Open teksturi opened 1 month ago

teksturi commented 1 month ago

Describe the bug

RemoteSyslogChannel "LOG" and "SYSLOG" properties cannot work. (Not tested looking through code.)

We have following code.

void RemoteSyslogChannel::setProperty(const std::string& name, const std::string& value)
{
    ...

        std::string facility;
        if (Poco::icompare(value, 4, "LOG_") == 0)
            facility = Poco::toUpper(value.substr(4));
        else if (Poco::icompare(value, 7, "SYSLOG_") == 0)
            facility = Poco::toUpper(value.substr(7));
        else
            facility = Poco::toUpper(value);

Looks valid. But there is catch. icompare has following overloads

int Foundation_API icompare(const std::string& str, std::string::size_type pos, const std::string::value_type* ptr);
int Foundation_API icompare(const std::string& str1, std::string::size_type n, const std::string& str2);

So second parameter is pos and not n.
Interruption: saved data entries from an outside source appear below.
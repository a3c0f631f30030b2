//! Column schema declarations.
//!
//! Each column is declared once, at store-open time, as a
//! `(name, integer_key?, composite_key?, is_64bit?, value_encoding,
//! compressed?)` tuple. The schema never changes after open; adding a
//! column means recreating the store (no online migration).

use kgdb_codec::ValueEncoding;
use serde::{Deserialize, Serialize};

/// Shape of the keys a column accepts.
#[derive(Debug, Clone, Copy, PartialEq, Eq, Serialize, Deserialize)]
pub enum KeyKind {
    /// UTF-8 string keys (e.g. `ID_LID`'s source id, `DBPEDIA`'s resource name).
    StringKey,
    /// A single fixed-width integer key (`LID_ID`, `PAGERANK`, most domain columns).
    IntegerKey {
        /// `true` for a 64-bit key, `false` for 32-bit.
        is_64bit: bool,
    },
    /// A tuple of LID segments (`CLAIMS_ENT`, `CLAIMS_ENT_INV`).
    CompositeKey,
}

/// One column's declared schema.
#[derive(Debug, Clone, Serialize, Deserialize)]
pub struct ColumnSchema {
    /// Column name, used as the heed sub-database name.
    pub name: String,
    /// Key shape.
    pub key_kind: KeyKind,
    /// Value encoding selected for this column.
    #[serde(with = "value_encoding_serde")]
    pub value_encoding: ValueEncoding,
    /// Whether values are lz4-framed before being written.
    pub compressed: bool,
}

impl ColumnSchema {
    /// Declare a column.
    #[must_use]
    pub fn new(name: impl Into<String>, key_kind: KeyKind, value_encoding: ValueEncoding) -> Self {
        ColumnSchema {
            name: name.into(),
            key_kind,
            value_encoding,
            compressed: false,
        }
    }

    /// Enable lz4 framing for this column's values.
    #[must_use]
    pub fn with_compression(mut self, compressed: bool) -> Self {
        self.compressed = compressed;
        self
    }
}

/// The full set of columns a store opens.
#[derive(Debug, Clone, Default, Serialize, Deserialize)]
pub struct Schema {
    columns: Vec<ColumnSchema>,
}

impl Schema {
    /// An empty schema; add columns with [`Schema::with_column`].
    #[must_use]
    pub fn new() -> Self {
        Schema::default()
    }

    /// Append a column declaration.
    #[must_use]
    pub fn with_column(mut self, column: ColumnSchema) -> Self {
        self.columns.push(column);
        self
    }

    /// Look up a column's schema by name.
    #[must_use]
    pub fn column(&self, name: &str) -> Option<&ColumnSchema> {
        self.columns.iter().find(|c| c.name == name)
    }

    /// All declared columns, in declaration order.
    #[must_use]
    pub fn columns(&self) -> &[ColumnSchema] {
        &self.columns
    }
}

mod value_encoding_serde {
    use kgdb_codec::ValueEncoding;
    use serde::{Deserialize, Deserializer, Serializer};

    pub fn serialize<S: Serializer>(v: &ValueEncoding, s: S) -> Result<S::Ok, S::Error> {
        let tag = match v {
            ValueEncoding::Obj => "obj",
            ValueEncoding::IntNumpy => "int_numpy",
            ValueEncoding::IntBitmap => "int_bitmap",
            ValueEncoding::Bytes => "bytes",
        };
        s.serialize_str(tag)
    }

    pub fn deserialize<'de, D: Deserializer<'de>>(d: D) -> Result<ValueEncoding, D::Error> {
        let tag = String::deserialize(d)?;
        match tag.as_str() {
            "obj" => Ok(ValueEncoding::Obj),
            "int_numpy" => Ok(ValueEncoding::IntNumpy),
            "int_bitmap" => Ok(ValueEncoding::IntBitmap),
            "bytes" => Ok(ValueEncoding::Bytes),
            other => Err(serde::de::Error::custom(format!("unknown value encoding {other}"))),
        }
    }
}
So basically this has never worked? This is only place where this pointer icompare overload is actually used. So what to do to fix this. do we change pos to n or remove deprecate that function first and remove it later? I can of course just fix RemoteSyslogChannel and leave this but would love to fix problem which leads to this.
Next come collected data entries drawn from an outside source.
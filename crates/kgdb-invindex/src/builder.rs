//! Builds `CLAIMS_ENT_INV` from `CLAIMS_ENT` in a single pass.

use kgdb_codec::key::split_composite_key;
use kgdb_core::{Error, Result};
use kgdb_graph::domain::COL_CLAIMS_ENT;
use kgdb_graph::GraphStore;
use kgdb_storage::KVStore;
use roaring::RoaringBitmap;
use std::collections::BTreeMap;

/// Scan every `(subject, prop) -> [objects]` row in `CLAIMS_ENT` and
/// merge `subject` into the `(object, prop)` posting list of
/// `CLAIMS_ENT_INV` for each object. Output is accumulated in memory
/// keyed by `(object, prop)` so the merges land sorted, matching the
/// tail-sharing flush order the source builder relies on.
///
/// # Errors
///
/// Propagates storage faults or a malformed `CLAIMS_ENT` key.
pub fn build_inverted_index(store: &KVStore, graph: &GraphStore<'_>) -> Result<usize> {
    let rows = store.iter(COL_CLAIMS_ENT, None, None)?;
    let codec = kgdb_codec::ValueCodec::new(kgdb_codec::ValueEncoding::IntNumpy);

    let mut postings: BTreeMap<(u32, u32), RoaringBitmap> = BTreeMap::new();
    for (key, value) in &rows {
        let segments = split_composite_key(key).map_err(|e| Error::DecodeError {
            column: COL_CLAIMS_ENT.to_string(),
            reason: e.to_string(),
        })?;
        let subject = *segments.first().ok_or_else(|| Error::DecodeError {
            column: COL_CLAIMS_ENT.to_string(),
            reason: "composite key missing subject segment".to_string(),
        })?;
        let prop = *segments.get(1).ok_or_else(|| Error::DecodeError {
            column: COL_CLAIMS_ENT.to_string(),
            reason: "composite key missing property segment".to_string(),
        })?;
        let objects = match codec.decode(value).map_err(|e| Error::DecodeError {
            column: COL_CLAIMS_ENT.to_string(),
            reason: e.to_string(),
        })? {
            kgdb_codec::ColumnValue::IntNumpy(lids) => lids,
            _ => unreachable!("CLAIMS_ENT is always IntNumpy-encoded"),
        };
        for object in objects {
            postings
                .entry((object.get(), prop.get()))
                .or_default()
                .insert(subject.get());
        }
    }

    let merged_count = postings.len();
    for ((object, prop), subjects) in postings {
        graph.merge_claims_entity_inverse(
            kgdb_core::Lid::new(object),
            kgdb_core::Lid::new(prop),
            subjects,
        )?;
    }
    Ok(merged_count)
}

#[cfg(test)]
mod tests {
    use super::*;
    use kgdb_graph::domain::graph_schema;
    use kgdb_graph::EntityRef;
    use kgdb_interner::{interner_schema, IdInterner};
    use kgdb_storage::StoreConfig;
    use tempfile::tempdir;

    fn open(dir: &std::path::Path) -> KVStore {
        let mut schema = interner_schema();
        for col in graph_schema().columns() {
            schema = schema.with_column(col.clone());
        }
        KVStore::open(StoreConfig::for_testing(dir), schema).unwrap()
    }

    #[test]
    fn builds_inverted_postings_from_claims() {
        let dir = tempdir().unwrap();
        let store = open(dir.path());
        let interner = IdInterner::open(&store).unwrap();
        let graph = GraphStore::new(&store, &interner);

        let q1 = interner.get_or_create("Q1").unwrap();
        let q2 = interner.get_or_create("Q2").unwrap();
        let p31 = interner.get_or_create("P31").unwrap();
        graph.put_claims_entity_with_interning(q1, p31, &["Q5"]).unwrap();
        graph.put_claims_entity_with_interning(q2, p31, &["Q5"]).unwrap();

        let merged = build_inverted_index(&store, &graph).unwrap();
        assert_eq!(merged, 1);

        let q5 = interner.lookup_by_id("Q5").unwrap();
        let subjects = graph.get_claims_entity_inverse(EntityRef::Lid(q5), p31).unwrap();
        assert!(subjects.contains(q1.get()));
        assert!(subjects.contains(q2.get()));
    }
}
Please add relevant environment information:

teksturi commented 1 month ago

Ok I also found something else strange of icompare.
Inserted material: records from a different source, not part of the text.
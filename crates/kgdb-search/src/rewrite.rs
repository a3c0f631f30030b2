//! Query-string rewriting (§4.9 step 3): drop bracketed asides before
//! searching, and try a quoted-in-parens aside as an alternative query
//! whose hits get unioned in.

/// Drop content inside `(...)` and `[...]`, collapsing the surrounding
/// whitespace left behind. Unbalanced brackets pass the rest of the
/// string through unchanged rather than swallowing it.
#[must_use]
pub fn strip_bracketed(text: &str) -> String {
    let mut out = String::with_capacity(text.len());
    let mut depth = 0i32;
    for c in text.chars() {
        match c {
            '(' | '[' => depth += 1,
            ')' | ']' => depth = (depth - 1).max(0),
            _ if depth == 0 => out.push(c),
            _ => {}
        }
    }
    out.split_whitespace().collect::<Vec<_>>().join(" ")
}

/// Extract the content of a `("...")` aside, if present, as an
/// alternative query candidate.
#[must_use]
pub fn quoted_paren_alternative(text: &str) -> Option<String> {
    let start = text.find("(\"")? + 2;
    let end = start + text[start..].find("\")")?;
    let inner = text[start..end].trim();
    if inner.is_empty() {
        None
    } else {
        Some(inner.to_string())
    }
}

/// Every variant of `text` worth searching: the bracket-stripped base
/// query, plus a quoted-parenthetical alternative when present.
#[must_use]
pub fn query_variants(text: &str) -> Vec<String> {
    let mut variants = vec![strip_bracketed(text)];
    if let Some(alt) = quoted_paren_alternative(text) {
        if !variants.contains(&alt) {
            variants.push(alt);
        }
    }
    variants.retain(|v| !v.is_empty());
    if variants.is_empty() {
        variants.push(text.to_string());
    }
    variants
}
//! Pluggable seam for the external BM25 text index. Out of scope per
//! the storage substrate's boundaries — `SearchFusion` depends on a
//! trait so it can fuse text-index hits without owning one.

/// A ranked text search over the label vocabulary's surface forms.
/// Implementations return `(label, score)` pairs already scored on
/// their own scale; `SearchFusion` min-max normalizes before fusing.
pub trait TextIndex {
    /// Search for `query` in `lang` (`"en"` or `"all"`), returning up
    /// to `limit` `(label, score)` hits.
    fn search(&self, query: &str, lang: &str, limit: usize) -> Vec<(String, f64)>;
}

/// A [`TextIndex`] that is never reachable — `SearchFusion` degrades
/// to the fuzzy/prior-only branch, matching the
/// `ExternalServiceError` behavior (§7).
#[derive(Debug, Clone, Copy, Default)]
pub struct NoTextIndex;

impl TextIndex for NoTextIndex {
    fn search(&self, _query: &str, _lang: &str, _limit: usize) -> Vec<(String, f64)> {
        Vec::new()
    }
}
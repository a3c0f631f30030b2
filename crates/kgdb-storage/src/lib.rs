//! Memory-mapped columnar key/value store.
//!
//! `KVStore` opens a single heed (LMDB) environment and exposes get /
//! multi_get / iter / iter_prefix / put / put_batch / merge / delete /
//! delete_prefix / compact over a fixed, schema-declared set of named
//! columns. See [`schema`] for column declarations and [`config`] for
//! the tunables ([`kgdb_core::limits::Limits`] carries the same
//! defaults for crates that don't need a live store).

#![warn(missing_docs)]

pub mod buffer;
pub mod config;
pub mod schema;
pub mod store;

pub use config::{ConfigError, StoreConfig};
pub use schema::{ColumnSchema, KeyKind, Schema};
pub use store::KVStore;
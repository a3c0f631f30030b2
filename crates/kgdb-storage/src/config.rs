//! Store configuration: map sizing, write-buffer budget, codec choice.

use kgdb_core::limits::{MAP_GROW_STEP, SIZE_1GB};
use serde::{Deserialize, Serialize};
use std::path::PathBuf;

/// Configuration for one on-disk [`crate::KVStore`].
#[derive(Debug, Clone, Serialize, Deserialize)]
pub struct StoreConfig {
    /// Directory the mmap environment lives in.
    pub path: PathBuf,
    /// Initial mmap size in bytes.
    pub map_size: u64,
    /// Amount the map grows by on `CapacityError`'s single retry.
    pub map_grow_step: u64,
    /// Aggregate write-buffer byte budget before a forced flush.
    pub buff_limit: u64,
    /// Open the environment read-only; writes are rejected.
    pub readonly: bool,
}

impl StoreConfig {
    /// Build a config rooted at `path` with spec defaults.
    #[must_use]
    pub fn new(path: impl Into<PathBuf>) -> Self {
        StoreConfig {
            path: path.into(),
            ..StoreConfig::default_values()
        }
    }

    fn default_values() -> Self {
        StoreConfig {
            path: PathBuf::from("."),
            map_size: 10 * SIZE_1GB,
            map_grow_step: MAP_GROW_STEP,
            buff_limit: SIZE_1GB,
            readonly: false,
        }
    }

    /// Small map size and buffer budget for fast on-disk tests.
    #[must_use]
    pub fn for_testing(path: impl Into<PathBuf>) -> Self {
        StoreConfig {
            path: path.into(),
            map_size: 1 << 20,
            map_grow_step: 1 << 20,
            buff_limit: 4096,
            readonly: false,
        }
    }

    /// Load a config from a TOML file, falling back to defaults for any
    /// field the file omits.
    ///
    /// # Errors
    ///
    /// Returns a [`ConfigError`] if the file can't be read or parsed.
    pub fn load(path: &std::path::Path) -> Result<Self, ConfigError> {
        let text = std::fs::read_to_string(path).map_err(ConfigError::Io)?;
        toml::from_str(&text).map_err(ConfigError::Parse)
    }

    /// Open in read-only mode.
    #[must_use]
    pub fn with_readonly(mut self, readonly: bool) -> Self {
        self.readonly = readonly;
        self
    }

    /// Override the write-buffer byte budget.
    #[must_use]
    pub fn with_buff_limit(mut self, buff_limit: u64) -> Self {
        self.buff_limit = buff_limit;
        self
    }
}

/// Errors loading a [`StoreConfig`] from disk.
#[derive(Debug, thiserror::Error)]
pub enum ConfigError {
    /// The config file could not be read.
    #[error("could not read config file: {0}")]
    Io(std::io::Error),
    /// The config file's TOML was malformed.
    #[error("could not parse config file: {0}")]
    Parse(toml::de::Error),
}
This does not return 0 with size of 0.

template <class S>
int icompare(
    const S& str,
    typename S::size_type pos,
    typename S::size_type n,
    const typename S::value_type* ptr)
{
        // I would put zero check here before ptr check as it is valid even with nullptr if size is 0

    poco_check_ptr (ptr);
    typename S::size_type sz = str.size();
    if (pos > sz) pos = sz;
    if (pos + n > sz) n = sz - pos;
    typename S::const_iterator it  = str.begin() + pos;
    typename S::const_iterator end = str.begin() + pos + n;
    while (it != end && *ptr)
    {
        typename S::value_type c1(static_cast<typename S::value_type>(Ascii::toLower(*it)));
        typename S::value_type c2(static_cast<typename S::value_type>(Ascii::toLower(*ptr)));
        if (c1 < c2)
            return -1;
        else if (c1 > c2)
            return 1;
        ++it; ++ptr;
    }

    if (it == end)
        return *ptr == 0 ? 0 : -1;
    else
        return 1;
}

We have even unittests for this

void StringTest::testIcompare()
{
    ....
    std::string s4 = "cCcCc";
    std::string s5;

    // This is correct but internally it use next icompare prototype.
    assertTrue (icompare(s5, s4.c_str()) < 0);
}

template <class S>
int icompare(
    const S& str,
    const typename S::value_type* ptr)
{
        // This is wrong imo. With
    return icompare(str, 0, str.size(), ptr);
}

I would have guessed that this works same way as string compare or strncmp. See https://godbolt.org/z/vqrGjxKn7

Basically this issue seems to evolve icompare discussion. There is so many ways to fix this issue so I would like little conversion what you guys want. We probably can agree that current interfaces are not right with icompare.